Counting the line with "pub fn from_env()" as the last one, copy out the lines of the data exactly from the first onward.

Given records START

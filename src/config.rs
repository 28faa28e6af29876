use anyhow::{Context, Result};
use std::env;

#[derive(Debug, Clone, PartialEq)]
pub struct PaymentConfig {
    pub store_id: Option<String>,
    pub store_password: Option<String>,
    pub sandbox: bool,
}

#[derive(Debug, Clone, PartialEq)]
pub struct AppConfig {
    pub database_url: String,
    pub host: String,
    pub port: u16,
    pub db_max_connections: u32,
    pub app_name: String,
    /// Gateway credentials. Loaded so deployments can set them; nothing reads them yet.
    pub payment: PaymentConfig,
}

/// Loads `.env.{RUST_ENV}` when present, otherwise `.env`.
pub fn load_env_file() {
    let env = env::var("RUST_ENV").unwrap_or_else(|_| "development".to_string());
    let env_file = format!(".env.{}", env);
    if dotenvy::from_filename(&env_file).is_err() {
        dotenvy::dotenv().ok();
    }
}

impl AppConfig {
    pub fn from_env() -> Result<Self> {
        Self::from_lookup(|key| env::var(key).ok())
    }

    fn from_lookup<F>(lookup: F) -> Result<Self>
    where
        F: Fn(&str) -> Option<String>,
    {
        let database_url = lookup("DATABASE_URL").context("DATABASE_URL must be set")?;

        let port = match lookup("PORT") {
            Some(raw) => raw
                .trim()
                .parse::<u16>()
                .with_context(|| format!("Invalid PORT value: {raw}"))?,
            None => 8001,
        };

        let db_max_connections = match lookup("DB_MAX_CONNECTIONS") {
            Some(raw) => raw
                .trim()
                .parse::<u32>()
                .with_context(|| format!("Invalid DB_MAX_CONNECTIONS value: {raw}"))?,
            None => 20,
        };

        let sandbox = lookup("PAYMENT_SANDBOX")
            .map(|raw| matches!(raw.trim().to_lowercase().as_str(), "true" | "1" | "yes"))
            .unwrap_or(true);

        Ok(Self {
            database_url,
            host: lookup("HOST").unwrap_or_else(|| "0.0.0.0".to_string()),
            port,
            db_max_connections,
            app_name: lookup("APP_NAME").unwrap_or_else(|| "Course Platform API".to_string()),
            payment: PaymentConfig {
                store_id: lookup("PAYMENT_STORE_ID"),
                store_password: lookup("PAYMENT_STORE_PASSWORD"),
                sandbox,
            },
        })
    }

    pub fn server_url(&self) -> String {
        format!("{}:{}", self.host, self.port)
    }
}

#[cfg(test)]
mod tests {
    use super::*;
    use std::collections::HashMap;

    fn load(pairs: &[(&str, &str)]) -> Result<AppConfig> {
        let vars: HashMap<String, String> = pairs
            .iter()
            .map(|(k, v)| (k.to_string(), v.to_string()))
            .collect();
        AppConfig::from_lookup(|key| vars.get(key).cloned())
    }

    #[test]
    fn applies_defaults() {
        let config = load(&[("DATABASE_URL", "postgres://localhost/courses")]).unwrap();

        assert_eq!(config.server_url(), "0.0.0.0:8001");
        assert_eq!(config.db_max_connections, 20);
        assert_eq!(config.app_name, "Course Platform API");
        assert!(config.payment.sandbox);
        assert!(config.payment.store_id.is_none());
    }

    #[test]
    fn requires_database_url() {
        let err = load(&[]).unwrap_err();
        assert!(err.to_string().contains("DATABASE_URL"));
    }

    #[test]
    fn rejects_non_numeric_port() {
        let err = load(&[("DATABASE_URL", "postgres://x"), ("PORT", "eighty")]).unwrap_err();
        assert!(err.to_string().contains("Invalid PORT value"));
    }

    #[test]
    fn reads_overrides() {
        let config = load(&[
            ("DATABASE_URL", "postgres://x"),
            ("HOST", "127.0.0.1"),
            ("PORT", "9000"),
            ("APP_NAME", "Academy"),
            ("PAYMENT_STORE_ID", "store"),
            ("PAYMENT_SANDBOX", "false"),
        ])
        .unwrap();

        assert_eq!(config.server_url(), "127.0.0.1:9000");
        assert_eq!(config.app_name, "Academy");
        assert_eq!(config.payment.store_id.as_deref(), Some("store"));
        assert!(!config.payment.sandbox);
    }
}
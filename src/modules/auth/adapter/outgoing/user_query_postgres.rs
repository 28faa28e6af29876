use async_trait::async_trait;
use sea_orm::{ColumnTrait, DatabaseConnection, DbErr, EntityTrait, QueryFilter};
use std::sync::Arc;
use uuid::Uuid;

use super::sea_orm_entity::users::{Column as UserColumn, Entity as UserEntity, Model as UserModel};
use crate::auth::application::domain::entities::User;
use crate::auth::application::ports::outgoing::{UserQuery, UserQueryError};

#[derive(Clone, Debug)]
pub struct UserQueryPostgres {
    db: Arc<DatabaseConnection>,
}

impl UserQueryPostgres {
    pub fn new(db: Arc<DatabaseConnection>) -> Self {
        Self { db }
    }
}

fn map_db_err(e: DbErr) -> UserQueryError {
    UserQueryError::DatabaseError(e.to_string())
}

fn to_user(model: UserModel) -> Result<User, UserQueryError> {
    model.into_domain().map_err(UserQueryError::DatabaseError)
}

#[async_trait]
impl UserQuery for UserQueryPostgres {
    async fn find_by_id(&self, user_id: Uuid) -> Result<Option<User>, UserQueryError> {
        UserEntity::find_by_id(user_id)
            .one(&*self.db)
            .await
            .map_err(map_db_err)?
            .map(to_user)
            .transpose()
    }

    async fn find_by_email(&self, email: &str) -> Result<Option<User>, UserQueryError> {
        UserEntity::find()
            .filter(UserColumn::Email.eq(email))
            .one(&*self.db)
            .await
            .map_err(map_db_err)?
            .map(to_user)
            .transpose()
    }
}
use crate::api::schemas::{ErrorDetail, ErrorResponse};
use utoipa::openapi::security::{HttpAuthScheme, HttpBuilder, SecurityScheme};
use utoipa::OpenApi;

use crate::admin::adapter::incoming::web::routes::dto::{
    AdminCourseResponse, AdminCourseUpdateDto, AdminUserResponse, CourseStatsResponse,
    EnrollmentResponse, MonthlyTrendResponse, RoleUpdateDto, StatusUpdateDto,
    TypeDistributionResponse,
};
use crate::admin::adapter::incoming::web::routes::{
    AdminCourseListResponse, AnalyticsResponse, CourseUpdatedResponse, DashboardResponse,
    EnrollmentListResponse, UserListResponse, UserUpdatedResponse,
};
use crate::auth::adapter::incoming::web::routes::{
    AuthTokenResponse, AuthUserBody, CurrentUserResponse, LoginRequestDto, RegisterUserRequestDto,
};
use crate::course::adapter::incoming::web::routes::dto::{
    CourseRequestDto, CourseResponse, LessonRequestDto, LessonResponse, MessageResponse,
};
use crate::course::adapter::incoming::web::routes::{
    CourseCreatedResponse, CourseDetailResponse, CourseListResponse, EnrolledResponse,
    LessonAddedResponse, LessonUpdatedResponse, PaymentRequiredResponse,
};
use crate::health::{HealthResponse, ReadinessResponse};

#[derive(OpenApi)]
#[openapi(
    info(
        title = "Course Platform API",
        version = "1.0.0",
        description = "Course catalogue, enrollment and administration API",
        contact(
            name = "API Support",
            email = "support@example.com"
        )
    ),
    paths(
        // Health
        crate::health::health,
        crate::health::readiness,

        // Auth endpoints
        crate::auth::adapter::incoming::web::routes::register_user_handler,
        crate::auth::adapter::incoming::web::routes::login_user_handler,
        crate::auth::adapter::incoming::web::routes::fetch_current_user_handler,

        // Course endpoints
        crate::course::adapter::incoming::web::routes::get_courses_handler,
        crate::course::adapter::incoming::web::routes::get_course_handler,
        crate::course::adapter::incoming::web::routes::create_course_handler,
        crate::course::adapter::incoming::web::routes::add_lesson_handler,
        crate::course::adapter::incoming::web::routes::get_lesson_handler,
        crate::course::adapter::incoming::web::routes::update_lesson_handler,
        crate::course::adapter::incoming::web::routes::delete_lesson_handler,
        crate::course::adapter::incoming::web::routes::enroll_in_course_handler,

        // Admin endpoints
        crate::admin::adapter::incoming::web::routes::get_dashboard_handler,
        crate::admin::adapter::incoming::web::routes::get_users_handler,
        crate::admin::adapter::incoming::web::routes::update_user_role_handler,
        crate::admin::adapter::incoming::web::routes::update_user_status_handler,
        crate::admin::adapter::incoming::web::routes::get_admin_courses_handler,
        crate::admin::adapter::incoming::web::routes::update_course_handler,
        crate::admin::adapter::incoming::web::routes::delete_course_handler,
        crate::admin::adapter::incoming::web::routes::get_enrollments_handler,
        crate::admin::adapter::incoming::web::routes::get_analytics_handler,
    ),
    components(
        schemas(
            // Response wrappers
            ErrorResponse,
            ErrorDetail,
            HealthResponse,
            ReadinessResponse,

            // Auth DTOs
            RegisterUserRequestDto,
            LoginRequestDto,
            AuthTokenResponse,
            AuthUserBody,
            CurrentUserResponse,

            // Course DTOs
            CourseRequestDto,
            CourseResponse,
            LessonRequestDto,
            LessonResponse,
            MessageResponse,
            CourseListResponse,
            CourseDetailResponse,
            CourseCreatedResponse,
            LessonAddedResponse,
            LessonUpdatedResponse,
            EnrolledResponse,
            PaymentRequiredResponse,

            // Admin DTOs
            RoleUpdateDto,
            StatusUpdateDto,
            AdminCourseUpdateDto,
            AdminUserResponse,
            AdminCourseResponse,
            EnrollmentResponse,
            CourseStatsResponse,
            MonthlyTrendResponse,
            TypeDistributionResponse,
            DashboardResponse,
            AnalyticsResponse,
            UserListResponse,
            UserUpdatedResponse,
            AdminCourseListResponse,
            CourseUpdatedResponse,
            EnrollmentListResponse
        )
    ),
    modifiers(&SecurityAddon),
    tags(
        (name = "health", description = "Liveness and readiness probes"),
        (name = "auth", description = "Registration, login and current user"),
        (name = "courses", description = "Course catalogue, lessons and enrollment"),
        (name = "admin", description = "Administration endpoints, admin roles only"),
    )
)]
pub struct ApiDoc;

struct SecurityAddon;

impl utoipa::Modify for SecurityAddon {
    fn modify(&self, openapi: &mut utoipa::openapi::OpenApi) {
        if let Some(components) = openapi.components.as_mut() {
            components.add_security_scheme(
                "bearer_auth",
                SecurityScheme::Http(
                    HttpBuilder::new()
                        .scheme(HttpAuthScheme::Bearer)
                        .bearer_format("JWT")
                        .description(Some("Enter your JWT token"))
                        .build(),
                ),
            )
        }
    }
}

Given records END

Answer for the task
filename src/config.rs
repository 28faa28e6af29876
use anyhow::{Context, Result};
use std::env;

#[derive(Debug, Clone, PartialEq)]
pub struct PaymentConfig {
    pub store_id: Option<String>,
    pub store_password: Option<String>,
    pub sandbox: bool,
}

#[derive(Debug, Clone, PartialEq)]
pub struct AppConfig {
    pub database_url: String,
    pub host: String,
    pub port: u16,
    pub db_max_connections: u32,
    pub app_name: String,
    /// Gateway credentials. Loaded so deployments can set them; nothing reads them yet.
    pub payment: PaymentConfig,
}

/// Loads `.env.{RUST_ENV}` when present, otherwise `.env`.
pub fn load_env_file() {
    let env = env::var("RUST_ENV").unwrap_or_else(|_| "development".to_string());
    let env_file = format!(".env.{}", env);
    if dotenvy::from_filename(&env_file).is_err() {
        dotenvy::dotenv().ok();
    }
}

impl AppConfig {
    pub fn from_env() -> Result<Self> {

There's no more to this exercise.